Poor relative performance from XGBTuner

I’ve been experimenting with auto-tuning for some time now - mostly for Arm CPU. One observation is that the XGBoost tuner seems to take far longer to run than the random tuner without delivering significantly better results. This seems to be due to how long it takes to incrementally train the model.

Some indicative results are below:


[Task  1/27]  Current/Best:    7.81/  56.98 GFLOPS | Progress: (280/1000) | 66.49 s Done.
[Task  2/27]  Current/Best:   23.88/  76.53 GFLOPS | Progress: (784/1000) | 268.12 s Done.
[Task  3/27]  Current/Best:    5.32/  80.03 GFLOPS | Progress: (392/1000) | 150.57 s Done.
[Task  4/27]  Current/Best:   45.82/  71.48 GFLOPS | Progress: (280/1000) | 59.22 s Done.
[Task  5/27]  Current/Best:   64.20/  70.92 GFLOPS | Progress: (448/1000) | 94.77 s Done.

XGB (loaded history is the amount of time in seconds to load the history log):

[Task  1/27]  Current/Best:    8.73/  57.20 GFLOPS | Progress: (504/1000) | 391.25 s Done.
Loaded history in 100.32719016075134
[Task  2/27]  Current/Best:   13.29/  71.15 GFLOPS | Progress: (504/1000) | 466.36 s Done.
Loaded history in 225.86001634597778

---- By this point it had already taken more than twice the total time of the random tuner ----

For all these tests I’m tuning with min_repeat_ms=10, timeout=1, n_parallel=28, early_stopping=250 and am using two target devices.

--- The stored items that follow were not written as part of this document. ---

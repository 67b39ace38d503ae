use std::time::Duration;

use thiserror::Error;

use crate::config::ConfigError;
use crate::transport::TransportError;

/// Boxed error returned by broker handlers.
pub type BoxError = Box<dyn std::error::Error + Send + Sync>;

/// Errors surfaced by the broker and the messaging connection.
#[derive(Debug, Error)]
pub enum Error<E>
where
    E: TransportError,
{
    /// The configuration does not describe a valid broker address.
    #[error(transparent)]
    Config(#[from] ConfigError),

    /// The transport could not be reached.
    #[error("failed to connect to broker: {0}")]
    Connect(#[source] E),

    /// A stream could not be created or updated.
    #[error("failed to declare stream `{stream}`: {source}")]
    AddStream {
        /// The stream name.
        stream: String,
        /// The transport failure.
        #[source]
        source: E,
    },

    /// Closing the transport failed.
    #[error("failed to close connection: {0}")]
    Close(#[source] E),

    /// A message subject was empty.
    #[error("message subject must not be empty")]
    EmptySubject,

    /// A handler returned an error from `serve`.
    #[error("handler `{name}` failed: {source}")]
    Handler {
        /// The handler name.
        name: String,
        /// What the handler returned.
        #[source]
        source: BoxError,
    },

    /// A handler panicked or was aborted.
    #[error("handler `{name}` did not run to completion")]
    HandlerAborted {
        /// The handler name.
        name: String,
    },

    /// Sending a message failed.
    #[error("failed to publish to `{subject}`: {source}")]
    Publish {
        /// The subject.
        subject: String,
        /// The transport failure.
        #[source]
        source: E,
    },

    /// A request failed for a reason other than a missing reply.
    #[error("request to `{subject}` failed: {source}")]
    Request {
        /// The subject.
        subject: String,
        /// The transport failure.
        #[source]
        source: E,
    },

    /// Appending to a stream failed.
    #[error("failed to append to `{subject}`: {source}")]
    StreamPublish {
        /// The subject.
        subject: String,
        /// The transport failure.
        #[source]
        source: E,
    },

    /// A subscription could not be registered.
    #[error("failed to subscribe to `{subject}`: {source}")]
    Subscribe {
        /// The subject.
        subject: String,
        /// The transport failure.
        #[source]
        source: E,
    },

    /// No reply arrived in time, or nobody was listening.
    #[error("no reply from `{subject}` within {timeout:?}")]
    Timeout {
        /// The subject.
        subject: String,
        /// The deadline that passed.
        timeout: Duration,
    },
}
use async_nats::jetstream::AckKind;
use async_trait::async_trait;
use relay_messaging::{Delivery, Message};
use tracing::trace;

use crate::error::Error;
use crate::headers;

enum Acker {
    /// Core NATS has no acknowledgments.
    Core,

    /// JetStream message, acknowledged explicitly.
    JetStream(Box<async_nats::jetstream::Message>),
}

/// A message received from NATS.
pub struct NatsDelivery {
    acker: Acker,
    message: Message,
}

impl NatsDelivery {
    pub(crate) fn core(message: &async_nats::Message) -> Self {
        Self {
            acker: Acker::Core,
            message: convert(message),
        }
    }

    pub(crate) fn jetstream(message: async_nats::jetstream::Message) -> Self {
        let mut converted = convert(&message.message);

        // The reply subject of a JetStream message is the ack inbox.
        converted.reply = None;

        Self {
            acker: Acker::JetStream(Box::new(message)),
            message: converted,
        }
    }
}

impl std::fmt::Debug for NatsDelivery {
    fn fmt(&self, f: &mut std::fmt::Formatter<'_>) -> std::fmt::Result {
        f.debug_struct("NatsDelivery")
            .field("message", &self.message)
            .field("jetstream", &matches!(self.acker, Acker::JetStream(_)))
            .finish()
    }
}

#[async_trait]
impl Delivery for NatsDelivery {
    type Error = Error;

    fn message(&self) -> &Message {
        &self.message
    }

    async fn ack(&self) -> Result<(), Error> {
        match &self.acker {
            Acker::Core => Ok(()),
            Acker::JetStream(message) => message
                .ack()
                .await
                .map_err(|error| Error::Ack(error.to_string())),
        }
    }

    async fn nak(&self) -> Result<(), Error> {
        match &self.acker {
            Acker::Core => {
                trace!(subject = %self.message.subject, "nak on core subscription has no effect");
                Ok(())
            }
            Acker::JetStream(message) => message
                .ack_with(AckKind::Nak(None))
                .await
                .map_err(|error| Error::Ack(error.to_string())),
        }
    }
}

pub(crate) fn convert(message: &async_nats::Message) -> Message {
    Message {
        subject: message.subject.to_string(),
        payload: message.payload.clone(),
        reply: message.reply.as_ref().map(ToString::to_string),
        headers: headers::from_nats(message.headers.as_ref()),
    }
}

Should I be expecting better performance from the XGBoost tuner (are there some relevant options to tweak?), or is it the case that past a certain hardware performance threshold it’s more beneficial to spend the compute time with more random trials than training the XGBoost model?

Here are my understanding and some thoughts.

The XGBTuner in AutoTVM uses XGBoost to train a decision tree like model, and uses that model to predict the next config with potential good performance. The cost function is based on simulated annealing. Not surprisingly, the training phase dominates the XGBTuner execution time. This is the reason why XGBTuner takes longer time compared with random tuner in every trial.

On the other hand, the simulated annealing based cost function is known to be learning slow, so the performance improvement may not obvious compared with random search when the trial number is few. For example, we usually set it to 3,000 or even 4,000 when tuning NVIDIA V100.

In addition, there’s one thing you can try – the transfer learning. You may have noticed that you can provide a previous tuning log to XGBTuner to enable transfer learning. This mechanism works not only for the same task but the different tasks with the same op. In other words, the tuning log for conv task 1 can also be the training data for conv task 2. Although I didn’t systematically analyze the benefit of this approach, it should more or less facilitate the learning process.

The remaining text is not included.